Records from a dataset
+++

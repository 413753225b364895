//! Solidity bindings for the registries this crate talks to.
//!
//! Only the functions and events the workflows actually touch are declared.
//! Both interfaces are generated with `#[sol(rpc)]`, so each exposes a
//! `new(address, provider)` constructor returning a typed contract instance.
//! Events and calls also derive `Debug`, `PartialEq` and friends.

#![allow(missing_docs)]

use alloy::sol;

sol! {
    /// ERC-721 based agent identity registry.
    #[sol(rpc, all_derives)]
    interface IIdentityRegistry {
        function register(string agentURI) external returns (uint256 agentId);
        function ownerOf(uint256 tokenId) external view returns (address);
        function tokenURI(uint256 tokenId) external view returns (string);
        function getAgentWallet(uint256 agentId) external view returns (address);

        event Transfer(address indexed from, address indexed to, uint256 indexed tokenId);
    }
}

sol! {
    /// Validation registry: agents request validation, validators respond.
    #[sol(rpc, all_derives)]
    interface IValidationRegistry {
        function validationRequest(
            address validatorAddress,
            uint256 agentId,
            string requestURI,
            bytes32 requestHash,
            uint64 snapshotId
        ) external;

        event ValidationRequest(
            address indexed validatorAddress,
            uint256 indexed agentId,
            string requestURI,
            bytes32 indexed requestHash
        );

        event ValidationResponse(
            address indexed validatorAddress,
            uint256 indexed agentId,
            bytes32 indexed requestHash,
            uint8 response,
            string responseURI,
            bytes32 responseHash,
            string tag
        );
    }
}
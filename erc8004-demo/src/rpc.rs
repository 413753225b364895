//! Provider construction and the connectivity check every command runs first.

use alloy::network::EthereumWallet;
use alloy::providers::{Provider, ProviderBuilder};
use alloy::rpc::client::RpcClient;
use alloy::transports::TransportError;
use alloy::transports::http::reqwest::Url;

use crate::config::Settings;

/// The RPC endpoint did not answer.
#[derive(Debug, thiserror::Error)]
#[error("cannot connect to RPC at {url}")]
pub struct ConnectivityFailure {
    /// Endpoint that was tried.
    pub url: Url,
    /// Underlying transport error.
    #[source]
    pub source: TransportError,
}

/// HTTP client polling at the configured receipt interval.
fn client(settings: &Settings) -> RpcClient {
    RpcClient::new_http(settings.rpc_url.clone()).with_poll_interval(settings.wait.poll_interval)
}

/// Provider for read-only calls and log queries.
pub fn read_only(settings: &Settings) -> impl Provider + use<> {
    ProviderBuilder::new().connect_client(client(settings))
}

/// Provider that signs with the configured key.
pub fn signing(settings: &Settings) -> impl Provider + use<> {
    ProviderBuilder::new()
        .wallet(EthereumWallet::from(settings.signer.clone()))
        .connect_client(client(settings))
}

/// Ask for the chain head, mapping any failure to [`ConnectivityFailure`].
///
/// # Errors
///
/// Returns [`ConnectivityFailure`] if the node cannot be reached.
pub async fn check_connectivity<P: Provider>(
    provider: &P,
    url: &Url,
) -> Result<u64, ConnectivityFailure> {
    let head = provider
        .get_block_number()
        .await
        .map_err(|source| ConnectivityFailure {
            url: url.clone(),
            source,
        })?;
    tracing::info!(rpc = %url, head, "connected");
    Ok(head)
}
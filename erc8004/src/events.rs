//! Event extraction from receipts and historical log queries.
//!
//! Receipt extraction is synchronous over already-fetched logs. Historical
//! extraction performs exactly one `eth_getLogs` round trip and hands back an
//! [`EventIter`] that decodes lazily and cannot be restarted.

use std::marker::PhantomData;

use alloy::primitives::{Address, B256, U256};
use alloy::providers::Provider;
use alloy::rpc::types::{Filter, Log};
use alloy::sol_types::SolEvent;

use crate::contracts::IIdentityRegistry::Transfer;
use crate::error::{Error, Result};

/// A log decoded against a known event schema, with its on-chain position.
#[derive(Debug, Clone)]
pub struct DecodedEvent<E> {
    /// The decoded event payload.
    pub event: E,
    /// Contract that emitted the log.
    pub address: Address,
    /// Block the log was included in.
    pub block_number: Option<u64>,
    /// Transaction that emitted the log.
    pub tx_hash: Option<B256>,
    /// Position of the log within its block.
    pub log_index: Option<u64>,
}

impl<E: SolEvent> DecodedEvent<E> {
    /// Decode a single log. The caller is expected to have checked the signature.
    ///
    /// # Errors
    ///
    /// Returns [`Error::Decode`] if topics or data do not fit the schema.
    pub fn decode(log: &Log) -> Result<Self> {
        let decoded = log.log_decode::<E>()?;
        Ok(Self {
            event: decoded.inner.data,
            address: log.address(),
            block_number: log.block_number,
            tx_hash: log.transaction_hash,
            log_index: log.log_index,
        })
    }
}

/// Whether `log` carries the signature topic of event `E`.
#[must_use]
pub fn matches_signature<E: SolEvent>(log: &Log) -> bool {
    log.topic0() == Some(&E::SIGNATURE_HASH)
}

/// Decode every log in `logs` whose signature matches `E`, in emission order.
///
/// # Errors
///
/// Returns [`Error::Decode`] if a signature-matching log is malformed.
pub fn decode_logs<E: SolEvent>(logs: &[Log]) -> Result<Vec<DecodedEvent<E>>> {
    logs.iter()
        .filter(|log| matches_signature::<E>(log))
        .map(DecodedEvent::decode)
        .collect()
}

/// Find the token ID minted in a receipt.
///
/// Only `Transfer` logs whose `from` is the zero address count as mints. Other
/// transfer-shaped logs, including ERC-20 transfers that share the signature
/// but not the topic layout, are skipped.
///
/// # Errors
///
/// Returns [`Error::EventNotFound`] when no mint log is present.
pub fn mint_token_id(logs: &[Log], tx_hash: B256) -> Result<U256> {
    logs.iter()
        .filter(|log| matches_signature::<Transfer>(log))
        .filter_map(|log| DecodedEvent::<Transfer>::decode(log).ok())
        .find(|decoded| decoded.event.from == Address::ZERO)
        .map(|decoded| decoded.event.tokenId)
        .ok_or(Error::EventNotFound {
            event: "Transfer (mint)",
            tx_hash,
        })
}

/// Encode an indexed `address` the way it appears in a topic.
#[must_use]
pub fn address_topic(address: Address) -> B256 {
    address.into_word()
}

/// Encode an indexed `uint256` the way it appears in a topic.
#[must_use]
pub fn uint_topic(value: U256) -> B256 {
    B256::from(value.to_be_bytes::<32>())
}

/// Exact-match constraints on the indexed topics of an event.
///
/// Position 0 is always the event signature; positions 1 to 3 hold indexed
/// fields in declaration order.
#[derive(Debug, Clone, Copy, Default, PartialEq, Eq)]
pub struct TopicFilter {
    topics: [Option<B256>; 3],
}

impl TopicFilter {
    /// A filter that accepts every log.
    #[must_use]
    pub const fn new() -> Self {
        Self { topics: [None; 3] }
    }

    /// Require the first indexed field to equal `value`.
    #[must_use]
    pub const fn topic1(mut self, value: B256) -> Self {
        self.topics[0] = Some(value);
        self
    }

    /// Require the second indexed field to equal `value`.
    #[must_use]
    pub const fn topic2(mut self, value: B256) -> Self {
        self.topics[1] = Some(value);
        self
    }

    /// Require the third indexed field to equal `value`.
    #[must_use]
    pub const fn topic3(mut self, value: B256) -> Self {
        self.topics[2] = Some(value);
        self
    }

    /// Whether no field is constrained.
    #[must_use]
    pub fn is_empty(&self) -> bool {
        self.topics.iter().all(Option::is_none)
    }

    /// Push the constraints into an RPC log filter.
    #[must_use]
    pub fn apply(&self, mut filter: Filter) -> Filter {
        let [t1, t2, t3] = self.topics;
        if let Some(t) = t1 {
            filter = filter.topic1(t);
        }
        if let Some(t) = t2 {
            filter = filter.topic2(t);
        }
        if let Some(t) = t3 {
            filter = filter.topic3(t);
        }
        filter
    }

    /// Whether `log` satisfies every constraint.
    #[must_use]
    pub fn matches(&self, log: &Log) -> bool {
        let topics = log.topics();
        self.topics
            .iter()
            .zip(topics.iter().skip(1).map(Some).chain(std::iter::repeat(None)))
            .all(|(want, got)| want.is_none_or(|w| got == Some(&w)))
    }
}

/// Lazily decoded events from a single historical query.
///
/// Logs that do not carry `E`'s signature or fail the [`TopicFilter`] are
/// skipped, so a node that ignores topic filters still yields only matching
/// records.
#[derive(Debug)]
pub struct EventIter<E> {
    logs: std::vec::IntoIter<Log>,
    filter: TopicFilter,
    _event: PhantomData<fn() -> E>,
}

impl<E> EventIter<E> {
    /// Wrap already-fetched logs.
    #[must_use]
    pub fn new(logs: Vec<Log>, filter: TopicFilter) -> Self {
        Self {
            logs: logs.into_iter(),
            filter,
            _event: PhantomData,
        }
    }
}

impl<E: SolEvent> Iterator for EventIter<E> {
    type Item = Result<DecodedEvent<E>>;

    fn next(&mut self) -> Option<Self::Item> {
        for log in self.logs.by_ref() {
            if matches_signature::<E>(&log) && self.filter.matches(&log) {
                return Some(DecodedEvent::decode(&log));
            }
        }
        None
    }
}

/// Query logs of event `E` emitted by `address` from `from_block` to the chain head.
///
/// # Errors
///
/// Returns [`Error::Transport`] if the `eth_getLogs` call fails.
pub async fn query<P, E>(
    provider: &P,
    address: Address,
    from_block: u64,
    filter: TopicFilter,
) -> Result<EventIter<E>>
where
    P: Provider,
    E: SolEvent,
{
    let logs = provider
        .get_logs(&log_filter::<E>(address, from_block, &filter))
        .await?;
    Ok(EventIter::new(logs, filter))
}

/// The `eth_getLogs` filter for event `E` of `address` from `from_block` onward.
#[must_use]
pub fn log_filter<E: SolEvent>(address: Address, from_block: u64, topics: &TopicFilter) -> Filter {
    topics.apply(
        Filter::new()
            .address(address)
            .event_signature(E::SIGNATURE_HASH)
            .from_block(from_block),
    )
}

#[cfg(test)]
mod tests {
    use alloy::primitives::{LogData, address};

    use super::*;

    const REGISTRY: Address = address!("5FbDB2315678afecb367f032d93F642f64180aa3");

    fn rpc_log(data: LogData, index: u64) -> Log {
        Log {
            inner: alloy::primitives::Log {
                address: REGISTRY,
                data,
            },
            block_number: Some(7),
            log_index: Some(index),
            ..Default::default()
        }
    }

    fn transfer(from: Address, to: Address, id: u64, index: u64) -> Log {
        let event = Transfer {
            from,
            to,
            tokenId: U256::from(id),
        };
        rpc_log(event.encode_log_data(), index)
    }

    #[test]
    fn mint_is_the_transfer_from_zero() {
        let owner = address!("3C44CdDdB6a900fa2b585dd299e03d12FA4293BC");
        let other = address!("90F79bf6EB2c4f870365E785982E1f101E93b906");
        let logs = vec![
            transfer(owner, other, 3, 0),
            transfer(Address::ZERO, owner, 4, 1),
            transfer(other, owner, 5, 2),
        ];
        let id = mint_token_id(&logs, B256::ZERO).unwrap();
        assert_eq!(id, U256::from(4), "only the zero-address transfer is a mint");
    }

    #[test]
    fn missing_mint_is_event_not_found() {
        let a = address!("3C44CdDdB6a900fa2b585dd299e03d12FA4293BC");
        let b = address!("90F79bf6EB2c4f870365E785982E1f101E93b906");
        let logs = vec![transfer(a, b, 1, 0), transfer(b, a, 1, 1)];
        let err = mint_token_id(&logs, B256::ZERO).unwrap_err();
        assert!(
            matches!(err, Error::EventNotFound { .. }),
            "expected EventNotFound, got {err}"
        );
        assert!(
            matches!(mint_token_id(&[], B256::ZERO), Err(Error::EventNotFound { .. })),
            "an empty receipt has no mint"
        );
    }

    #[test]
    fn erc20_shaped_transfer_is_ignored() {
        // Same signature, but only two indexed topics and the amount in data.
        let erc20 = LogData::new_unchecked(
            vec![
                Transfer::SIGNATURE_HASH,
                address_topic(Address::ZERO),
                address_topic(REGISTRY),
            ],
            U256::from(1_000).to_be_bytes_vec().into(),
        );
        let owner = address!("3C44CdDdB6a900fa2b585dd299e03d12FA4293BC");
        let logs = vec![rpc_log(erc20, 0), transfer(Address::ZERO, owner, 9, 1)];
        assert_eq!(
            mint_token_id(&logs, B256::ZERO).unwrap(),
            U256::from(9),
            "ERC-20 transfer must not be mistaken for the mint"
        );
    }

    #[test]
    fn decode_logs_preserves_emission_order() {
        let owner = address!("3C44CdDdB6a900fa2b585dd299e03d12FA4293BC");
        let logs: Vec<_> = (0..4)
            .map(|i| transfer(Address::ZERO, owner, 10 + i, i))
            .collect();
        let ids: Vec<_> = decode_logs::<Transfer>(&logs)
            .unwrap()
            .into_iter()
            .map(|d| d.event.tokenId)
            .collect();
        let expected: Vec<_> = (10..14u64).map(U256::from).collect();
        assert_eq!(ids, expected, "decoded order should follow the receipt");
    }

    #[test]
    fn topic_filter_rejects_mismatched_and_short_logs() {
        let owner = address!("3C44CdDdB6a900fa2b585dd299e03d12FA4293BC");
        let log = transfer(Address::ZERO, owner, 1, 0);

        assert!(TopicFilter::new().matches(&log), "empty filter accepts all");
        assert!(
            TopicFilter::new()
                .topic2(address_topic(owner))
                .matches(&log),
            "exact match on the second indexed field"
        );
        assert!(
            !TopicFilter::new()
                .topic3(uint_topic(U256::from(2)))
                .matches(&log),
            "different token id must be rejected"
        );

        let short = rpc_log(
            LogData::new_unchecked(vec![Transfer::SIGNATURE_HASH], Default::default()),
            0,
        );
        assert!(
            !TopicFilter::new().topic1(B256::ZERO).matches(&short),
            "a log lacking the constrained topic cannot match"
        );
    }

    #[test]
    fn uint_topic_is_big_endian_word() {
        let topic = uint_topic(U256::from(5));
        assert_eq!(topic.0[31], 5, "low byte last");
        assert!(topic.0[..31].iter().all(|b| *b == 0), "left padded with zeros");
    }

    #[test]
    fn log_filter_scopes_address_signature_and_range() {
        let owner = address!("3C44CdDdB6a900fa2b585dd299e03d12FA4293BC");
        let topics = TopicFilter::new()
            .topic2(address_topic(owner))
            .topic3(uint_topic(U256::from(9)));
        let filter = log_filter::<Transfer>(REGISTRY, 120, &topics);

        assert_eq!(filter.get_from_block(), Some(120), "starts at the requested block");
        assert!(filter.address.matches(&REGISTRY), "registry address included");
        assert!(!filter.address.matches(&owner), "other contracts excluded");
        assert!(
            filter.topics[0].matches(&Transfer::SIGNATURE_HASH),
            "signature is topic 0"
        );
        assert!(!filter.topics[0].matches(&B256::ZERO), "other events excluded");
        assert!(filter.topics[1].is_empty(), "unconstrained field is a wildcard");
        assert!(filter.topics[2].matches(&address_topic(owner)), "second indexed field");
        assert!(filter.topics[3].matches(&uint_topic(U256::from(9))), "third indexed field");
        assert!(
            !filter.topics[3].matches(&uint_topic(U256::from(8))),
            "third indexed field is exact"
        );
    }

    #[tokio::test]
    async fn query_refilters_what_the_node_returns() {
        use alloy::providers::ProviderBuilder;
        use alloy::transports::mock::Asserter;

        let owner = address!("3C44CdDdB6a900fa2b585dd299e03d12FA4293BC");
        let asserter = Asserter::new();
        let provider = ProviderBuilder::new()
            .disable_recommended_fillers()
            .connect_mocked_client(asserter.clone());

        // A node that ignores topic filters and returns everything.
        asserter.push_success(&vec![
            transfer(Address::ZERO, owner, 1, 0),
            transfer(Address::ZERO, Address::ZERO, 2, 1),
            transfer(Address::ZERO, owner, 3, 2),
        ]);

        let topics = TopicFilter::new().topic2(address_topic(owner));
        let ids: Vec<_> = query::<_, Transfer>(&provider, REGISTRY, 0, topics)
            .await
            .unwrap()
            .map(|decoded| decoded.unwrap().event.tokenId)
            .collect();
        assert_eq!(ids, vec![U256::from(1), U256::from(3)], "only transfers to owner, in order");
    }

    #[tokio::test]
    async fn query_failure_is_a_transport_error() {
        use alloy::providers::ProviderBuilder;
        use alloy::transports::mock::Asserter;

        let asserter = Asserter::new();
        let provider = ProviderBuilder::new()
            .disable_recommended_fillers()
            .connect_mocked_client(asserter.clone());
        asserter.push_failure_msg("query returned more than 10000 results");

        let err = query::<_, Transfer>(&provider, REGISTRY, 0, TopicFilter::new())
            .await
            .unwrap_err();
        assert!(matches!(err, Error::Transport(_)), "transport error, got {err}");
    }
}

+++

REQUIRED WORK> Across the data, pull every line containing the string "TransportError".

TASK ANSWER>
use alloy::transports::TransportError;
    pub source: TransportError,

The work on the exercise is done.